Words are powerful. They can heal a broken heart, give hope to dreams, inspire great beauty, or teach a generation. They can also start wars, destroy marriages, or sow hate and division among neighbors. Sometimes words are very clear in their meaning. Sometimes they mean different things to different people in different contexts.

That is why it is important to clarify Elizabeth Kubler-Ross’s use of the term depression within her five-stage model of grief. Kubler-Ross maintains that once stage one shock and denial begins to subside, stage two anger softens and the reality that stage three bargaining will not get the result one hoped for, the individual moves into stage four depression.

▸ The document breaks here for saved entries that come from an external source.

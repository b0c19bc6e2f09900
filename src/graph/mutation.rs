//! Validated relation writes.
//!
//! Rejections are ordinary results carrying a [`RejectReason`]; only store
//! failures come back as errors. Within a delta a store failure is reported
//! against its own operation and the remaining operations still run.

use serde::{Deserialize, Serialize};
use thiserror::Error;

use crate::assets::{AssetGate, AssetRef};
use crate::graph::{Relation, RelationStore};
use crate::{ImpactError, Result};

#[derive(Debug, Clone, Copy, PartialEq, Eq)]
pub enum DeltaAction {
    Add,
    Delete,
}

impl DeltaAction {
    pub fn as_str(&self) -> &'static str {
        match self {
            DeltaAction::Add => "add",
            DeltaAction::Delete => "delete",
        }
    }

    pub fn parse(value: &str) -> Option<Self> {
        match value {
            "add" => Some(DeltaAction::Add),
            "delete" => Some(DeltaAction::Delete),
            _ => None,
        }
    }
}

/// One submitted operation. Every field is optional on the wire so that
/// incomplete operations are rejected individually instead of failing the
/// whole request.
#[derive(Debug, Clone, Default, PartialEq, Eq, Serialize, Deserialize)]
#[serde(rename_all = "camelCase")]
pub struct DeltaOperation {
    #[serde(default)]
    pub action: String,
    #[serde(default)]
    pub source_kind: Option<String>,
    #[serde(default)]
    pub source_id: Option<i64>,
    #[serde(default)]
    pub target_kind: Option<String>,
    #[serde(default)]
    pub target_id: Option<i64>,
}

impl DeltaOperation {
    pub fn new(action: DeltaAction, relation: &Relation) -> Self {
        Self {
            action: action.as_str().to_string(),
            source_kind: Some(relation.source.kind.clone()),
            source_id: Some(relation.source.id),
            target_kind: Some(relation.target.kind.clone()),
            target_id: Some(relation.target.id),
        }
    }

    pub fn parsed_action(&self) -> Option<DeltaAction> {
        DeltaAction::parse(&self.action)
    }

    /// The addressed relation, or the first missing field.
    pub fn relation(&self) -> std::result::Result<Relation, RejectReason> {
        let missing = |field: &str| RejectReason::MissingField { field: field.to_string() };
        let source_kind = self.source_kind.as_deref().filter(|k| !k.is_empty()).ok_or_else(|| missing("sourceKind"))?;
        let source_id = self.source_id.ok_or_else(|| missing("sourceId"))?;
        let target_kind = self.target_kind.as_deref().filter(|k| !k.is_empty()).ok_or_else(|| missing("targetKind"))?;
        let target_id = self.target_id.ok_or_else(|| missing("targetId"))?;
        Ok(Relation::new(
            AssetRef::new(source_kind, source_id),
            AssetRef::new(target_kind, target_id),
        ))
    }

    pub fn edge_id(&self) -> Option<String> {
        self.relation().ok().map(|r| r.edge_id())
    }
}

#[derive(Debug, Clone, PartialEq, Eq, Error, Serialize, Deserialize)]
#[serde(into = "String", try_from = "String")]
pub enum RejectReason {
    #[error("missing field {field}")]
    MissingField { field: String },
    #[error("link to self")]
    SelfLoop,
    #[error("duplicate relation")]
    Duplicate,
    #[error("unknown asset {asset}")]
    UnknownAsset { asset: String },
    #[error("relation not found")]
    NotFound,
}

impl From<RejectReason> for String {
    fn from(reason: RejectReason) -> String {
        reason.to_string()
    }
}

impl TryFrom<String> for RejectReason {
    type Error = String;

    fn try_from(text: String) -> std::result::Result<Self, Self::Error> {
        match text.as_str() {
            "link to self" => return Ok(RejectReason::SelfLoop),
            "duplicate relation" => return Ok(RejectReason::Duplicate),
            "relation not found" => return Ok(RejectReason::NotFound),
            _ => {}
        }
        if let Some(field) = text.strip_prefix("missing field ") {
            return Ok(RejectReason::MissingField { field: field.to_string() });
        }
        if let Some(asset) = text.strip_prefix("unknown asset ") {
            return Ok(RejectReason::UnknownAsset { asset: asset.to_string() });
        }
        Err(format!("unknown reject reason {:?}", text))
    }
}

/// Message reported for an operation the store could not carry out. Details
/// go to the log.
pub const STORE_FAILURE: &str = "store failure";

#[derive(Debug, Clone, PartialEq, Eq, Serialize, Deserialize)]
#[serde(tag = "status", content = "reason", rename_all = "lowercase")]
pub enum MutationOutcome {
    Applied,
    Rejected(RejectReason),
    /// Unknown action, ignored.
    Skipped,
    /// The store failed; nothing was changed for this operation.
    Failed(String),
}

impl MutationOutcome {
    pub fn is_applied(&self) -> bool {
        matches!(self, MutationOutcome::Applied)
    }
}

/// Result of one operation of a submitted delta, in submission order.
#[derive(Debug, Clone, PartialEq, Eq, Serialize, Deserialize)]
#[serde(rename_all = "camelCase")]
pub struct OperationReport {
    pub index: usize,
    pub operation: DeltaOperation,
    #[serde(flatten)]
    pub outcome: MutationOutcome,
}

impl OperationReport {
    pub fn failed(index: usize, operation: &DeltaOperation, error: &ImpactError) -> Self {
        log::error!("Relation operation {} failed: {}", index, error);
        Self {
            index,
            operation: operation.clone(),
            outcome: MutationOutcome::Failed(STORE_FAILURE.to_string()),
        }
    }
}

/// Create a relation after checking required fields, self-loops, duplicates
/// and that both endpoints pass the asset gate.
pub fn add_relation(
    relations: &dyn RelationStore,
    gate: &AssetGate<'_>,
    input: &DeltaOperation,
) -> Result<MutationOutcome> {
    let relation = match input.relation() {
        Ok(relation) => relation,
        Err(reason) => return Ok(MutationOutcome::Rejected(reason)),
    };
    if relation.is_self_loop() {
        return Ok(MutationOutcome::Rejected(RejectReason::SelfLoop));
    }
    if relations.contains(&relation)? {
        return Ok(MutationOutcome::Rejected(RejectReason::Duplicate));
    }
    for endpoint in [&relation.source, &relation.target] {
        if !gate.asset_exists(endpoint) {
            return Ok(MutationOutcome::Rejected(RejectReason::UnknownAsset {
                asset: endpoint.node_id(),
            }));
        }
    }
    // A concurrent identical add can still win between contains() and here.
    if !relations.insert(&relation)? {
        return Ok(MutationOutcome::Rejected(RejectReason::Duplicate));
    }
    log::info!("Added relation {}", relation.edge_id());
    Ok(MutationOutcome::Applied)
}

/// Remove a relation by its 4-tuple.
pub fn delete_relation(relations: &dyn RelationStore, input: &DeltaOperation) -> Result<MutationOutcome> {
    let relation = match input.relation() {
        Ok(relation) => relation,
        Err(reason) => return Ok(MutationOutcome::Rejected(reason)),
    };
    if !relations.remove(&relation)? {
        return Ok(MutationOutcome::Rejected(RejectReason::NotFound));
    }
    log::info!("Deleted relation {}", relation.edge_id());
    Ok(MutationOutcome::Applied)
}

/// Apply one operation of a delta.
pub fn apply_operation(
    relations: &dyn RelationStore,
    gate: &AssetGate<'_>,
    index: usize,
    operation: &DeltaOperation,
) -> Result<OperationReport> {
    let outcome = match operation.parsed_action() {
        Some(DeltaAction::Add) => add_relation(relations, gate, operation)?,
        Some(DeltaAction::Delete) => delete_relation(relations, operation)?,
        None => {
            log::debug!("Ignoring operation {} with unknown action {:?}", index, operation.action);
            MutationOutcome::Skipped
        }
    };
    Ok(OperationReport {
        index,
        operation: operation.clone(),
        outcome,
    })
}

/// Apply operations in order, each independently; earlier successes are kept
/// when a later operation is rejected or fails.
pub fn apply_delta(
    relations: &dyn RelationStore,
    gate: &AssetGate<'_>,
    operations: &[DeltaOperation],
) -> Vec<OperationReport> {
    let reports: Vec<OperationReport> = operations
        .iter()
        .enumerate()
        .map(|(index, operation)| {
            apply_operation(relations, gate, index, operation)
                .unwrap_or_else(|err| OperationReport::failed(index, operation, &err))
        })
        .collect();
    log_summary(&reports);
    reports
}

pub fn log_summary(reports: &[OperationReport]) {
    let applied = reports.iter().filter(|r| r.outcome.is_applied()).count();
    let failed = reports
        .iter()
        .filter(|r| matches!(r.outcome, MutationOutcome::Failed(_)))
        .count();
    if failed > 0 {
        log::warn!("Applied {}/{} relation operations, {} failed", applied, reports.len(), failed);
    } else {
        log::info!("Applied {}/{} relation operations", applied, reports.len());
    }
}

Emptiness and grief enters the person’s life on a deeper level, deeper than they ever imagined. It brings on a period filled with sadness, despondency and sorrow. It is not uncommon to cry often and not be sure what triggered the emotional surge.

Changes in eating and sleeping patterns occur. People experience fatigue and lethargy, inability to concentrate, and a lack of interest in life. Many have described waves of grief sweeping over them, subsiding, and then returning over and over again. This depressive stage feels as though it will last forever.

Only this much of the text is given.